REQUIRED WORK: Scan the listing below for the word "converted", then copy each line that has it.

EXCERPTED RECORDS:

==*==

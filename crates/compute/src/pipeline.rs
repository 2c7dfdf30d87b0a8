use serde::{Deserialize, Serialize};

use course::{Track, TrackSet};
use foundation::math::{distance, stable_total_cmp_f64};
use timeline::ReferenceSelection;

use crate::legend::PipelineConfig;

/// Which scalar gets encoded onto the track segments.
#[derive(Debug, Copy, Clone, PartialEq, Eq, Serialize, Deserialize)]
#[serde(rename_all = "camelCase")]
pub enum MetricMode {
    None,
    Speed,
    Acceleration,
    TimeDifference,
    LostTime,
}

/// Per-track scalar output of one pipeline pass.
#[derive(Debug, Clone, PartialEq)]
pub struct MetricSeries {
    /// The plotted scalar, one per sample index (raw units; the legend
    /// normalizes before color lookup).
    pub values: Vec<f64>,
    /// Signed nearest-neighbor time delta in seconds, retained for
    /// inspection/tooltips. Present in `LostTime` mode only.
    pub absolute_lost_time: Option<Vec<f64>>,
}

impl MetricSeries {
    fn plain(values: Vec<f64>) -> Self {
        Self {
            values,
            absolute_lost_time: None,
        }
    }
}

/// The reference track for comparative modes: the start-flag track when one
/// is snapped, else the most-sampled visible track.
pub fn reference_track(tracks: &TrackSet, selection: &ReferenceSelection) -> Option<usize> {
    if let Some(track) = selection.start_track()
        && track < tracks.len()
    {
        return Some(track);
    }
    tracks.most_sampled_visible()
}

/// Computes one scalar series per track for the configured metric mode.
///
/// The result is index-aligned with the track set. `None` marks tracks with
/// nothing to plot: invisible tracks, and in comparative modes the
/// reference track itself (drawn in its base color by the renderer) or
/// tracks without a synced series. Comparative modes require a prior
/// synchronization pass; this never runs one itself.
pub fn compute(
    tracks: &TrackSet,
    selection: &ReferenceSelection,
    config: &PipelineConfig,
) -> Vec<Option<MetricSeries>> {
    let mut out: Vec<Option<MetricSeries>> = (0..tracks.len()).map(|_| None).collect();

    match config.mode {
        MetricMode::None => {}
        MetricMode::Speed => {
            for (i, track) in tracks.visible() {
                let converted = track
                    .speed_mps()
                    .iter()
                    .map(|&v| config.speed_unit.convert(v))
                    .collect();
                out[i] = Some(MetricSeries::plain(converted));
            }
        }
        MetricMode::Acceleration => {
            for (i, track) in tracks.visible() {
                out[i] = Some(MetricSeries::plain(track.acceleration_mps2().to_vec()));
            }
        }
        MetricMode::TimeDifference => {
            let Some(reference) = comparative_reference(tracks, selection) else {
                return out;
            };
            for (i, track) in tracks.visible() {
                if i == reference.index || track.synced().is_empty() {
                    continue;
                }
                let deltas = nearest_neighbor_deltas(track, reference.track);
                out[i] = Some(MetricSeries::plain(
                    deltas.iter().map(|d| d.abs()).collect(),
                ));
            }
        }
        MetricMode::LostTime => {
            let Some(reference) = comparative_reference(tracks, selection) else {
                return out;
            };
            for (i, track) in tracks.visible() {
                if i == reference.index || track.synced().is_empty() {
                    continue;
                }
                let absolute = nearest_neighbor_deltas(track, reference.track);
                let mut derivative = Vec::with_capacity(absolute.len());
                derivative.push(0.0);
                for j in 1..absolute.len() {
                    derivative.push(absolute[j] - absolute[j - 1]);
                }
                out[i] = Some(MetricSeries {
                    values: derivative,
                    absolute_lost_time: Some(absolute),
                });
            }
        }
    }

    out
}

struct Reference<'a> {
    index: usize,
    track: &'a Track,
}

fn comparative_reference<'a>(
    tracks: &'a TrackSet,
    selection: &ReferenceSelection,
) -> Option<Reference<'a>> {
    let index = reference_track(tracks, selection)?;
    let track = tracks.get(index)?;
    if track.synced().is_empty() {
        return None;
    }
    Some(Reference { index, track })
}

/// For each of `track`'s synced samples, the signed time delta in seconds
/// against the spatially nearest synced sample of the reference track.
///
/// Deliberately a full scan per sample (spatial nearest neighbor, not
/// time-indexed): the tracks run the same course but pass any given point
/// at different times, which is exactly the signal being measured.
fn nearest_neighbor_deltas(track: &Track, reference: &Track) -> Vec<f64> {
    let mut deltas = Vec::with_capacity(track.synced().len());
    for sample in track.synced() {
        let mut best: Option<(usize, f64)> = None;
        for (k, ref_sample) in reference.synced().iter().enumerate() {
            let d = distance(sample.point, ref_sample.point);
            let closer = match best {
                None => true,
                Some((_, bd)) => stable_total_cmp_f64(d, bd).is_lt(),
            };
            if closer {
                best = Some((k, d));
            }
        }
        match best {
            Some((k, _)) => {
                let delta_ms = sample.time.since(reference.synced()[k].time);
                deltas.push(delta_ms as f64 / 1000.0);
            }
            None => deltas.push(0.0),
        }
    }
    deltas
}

==*==

TASK RESULT:
                let converted = track
                out[i] = Some(MetricSeries::plain(converted));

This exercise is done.